Provided information —
-- Opening Marker --
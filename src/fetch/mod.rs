//! Markup sources: where a page's HTML comes from
//!
//! The engine never fetches anything itself. It asks a [`MarkupSource`] for
//! the markup behind a target string, so the CLI, the tool server and tests
//! can plug in HTTP, local files or in-memory markup.

pub mod file;
pub mod http;

pub use file::FileSource;
pub use http::{is_binary_content_type, HttpFetcher};

use crate::config::Config;
use crate::DocumentUnavailable;
use anyhow::Result;
use std::path::PathBuf;

/// Default User-Agent sent with page requests
pub const DEFAULT_USER_AGENT: &str = "ReimagineWeb-Bot/1.0";

/// Something that can produce markup for a target.
///
/// Sources are shared across threads during batch analysis.
pub trait MarkupSource: Send + Sync {
    fn fetch(&self, target: &str) -> Result<String, DocumentUnavailable>;
}

/// What a target string refers to
#[derive(Debug, Clone, PartialEq, Eq)]
pub enum Target {
    Url(String),
    File(PathBuf),
}

impl Target {
    /// `http://` and `https://` targets are URLs, anything else is a path
    pub fn parse(target: &str) -> Self {
        if is_url(target) {
            Target::Url(target.to_string())
        } else {
            Target::File(PathBuf::from(target))
        }
    }
}

pub fn is_url(target: &str) -> bool {
    let lower = target.trim_start().to_ascii_lowercase();
    lower.starts_with("http://") || lower.starts_with("https://")
}

/// Dispatches URLs to HTTP and everything else to the filesystem
pub struct TargetSource {
    http: HttpFetcher,
    files: FileSource,
}

impl TargetSource {
    pub fn new(http: HttpFetcher) -> Self {
        Self {
            http,
            files: FileSource::new(),
        }
    }

    /// Build from config (user agent, timeout)
    pub fn from_config(config: &Config) -> Result<Self> {
        let http = HttpFetcher::new(config.user_agent(), config.timeout())?;
        Ok(Self::new(http))
    }
}

impl MarkupSource for TargetSource {
    fn fetch(&self, target: &str) -> Result<String, DocumentUnavailable> {
        match Target::parse(target) {
            Target::Url(url) => self.http.fetch(&url),
            Target::File(_) => self.files.fetch(target),
        }
    }
}

/// Fixed in-memory markup, returned for any target
#[derive(Debug, Clone)]
pub struct StaticSource {
    markup: String,
}

impl StaticSource {
    pub fn new(markup: impl Into<String>) -> Self {
        Self {
            markup: markup.into(),
        }
    }
}

impl MarkupSource for StaticSource {
    fn fetch(&self, _target: &str) -> Result<String, DocumentUnavailable> {
        Ok(self.markup.clone())
    }
}
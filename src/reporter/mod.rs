//! Reporter module for output formatting

pub mod console;
pub mod json;

pub use console::ConsoleReporter;
pub use json::JsonReporter;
-- Closing Marker --
Problem details — Send back exactly the lines from the line with "pub fn parse(target: &str)" through the end of the records.

Your response —
    pub fn parse(target: &str) -> Self {
        if is_url(target) {
            Target::Url(target.to_string())
        } else {
            Target::File(PathBuf::from(target))
        }
    }
}

pub fn is_url(target: &str) -> bool {
    let lower = target.trim_start().to_ascii_lowercase();
    lower.starts_with("http://") || lower.starts_with("https://")
}

/// Dispatches URLs to HTTP and everything else to the filesystem
pub struct TargetSource {
    http: HttpFetcher,
    files: FileSource,
}

impl TargetSource {
    pub fn new(http: HttpFetcher) -> Self {
        Self {
            http,
            files: FileSource::new(),
        }
    }

    /// Build from config (user agent, timeout)
    pub fn from_config(config: &Config) -> Result<Self> {
        let http = HttpFetcher::new(config.user_agent(), config.timeout())?;
        Ok(Self::new(http))
    }
}

impl MarkupSource for TargetSource {
    fn fetch(&self, target: &str) -> Result<String, DocumentUnavailable> {
        match Target::parse(target) {
            Target::Url(url) => self.http.fetch(&url),
            Target::File(_) => self.files.fetch(target),
        }
    }
}

/// Fixed in-memory markup, returned for any target
#[derive(Debug, Clone)]
pub struct StaticSource {
    markup: String,
}

impl StaticSource {
    pub fn new(markup: impl Into<String>) -> Self {
        Self {
            markup: markup.into(),
        }
    }
}

impl MarkupSource for StaticSource {
    fn fetch(&self, _target: &str) -> Result<String, DocumentUnavailable> {
        Ok(self.markup.clone())
    }
}
filename src/reporter/mod.rs
//! Reporter module for output formatting

pub mod console;
pub mod json;

pub use console::ConsoleReporter;
pub use json::JsonReporter;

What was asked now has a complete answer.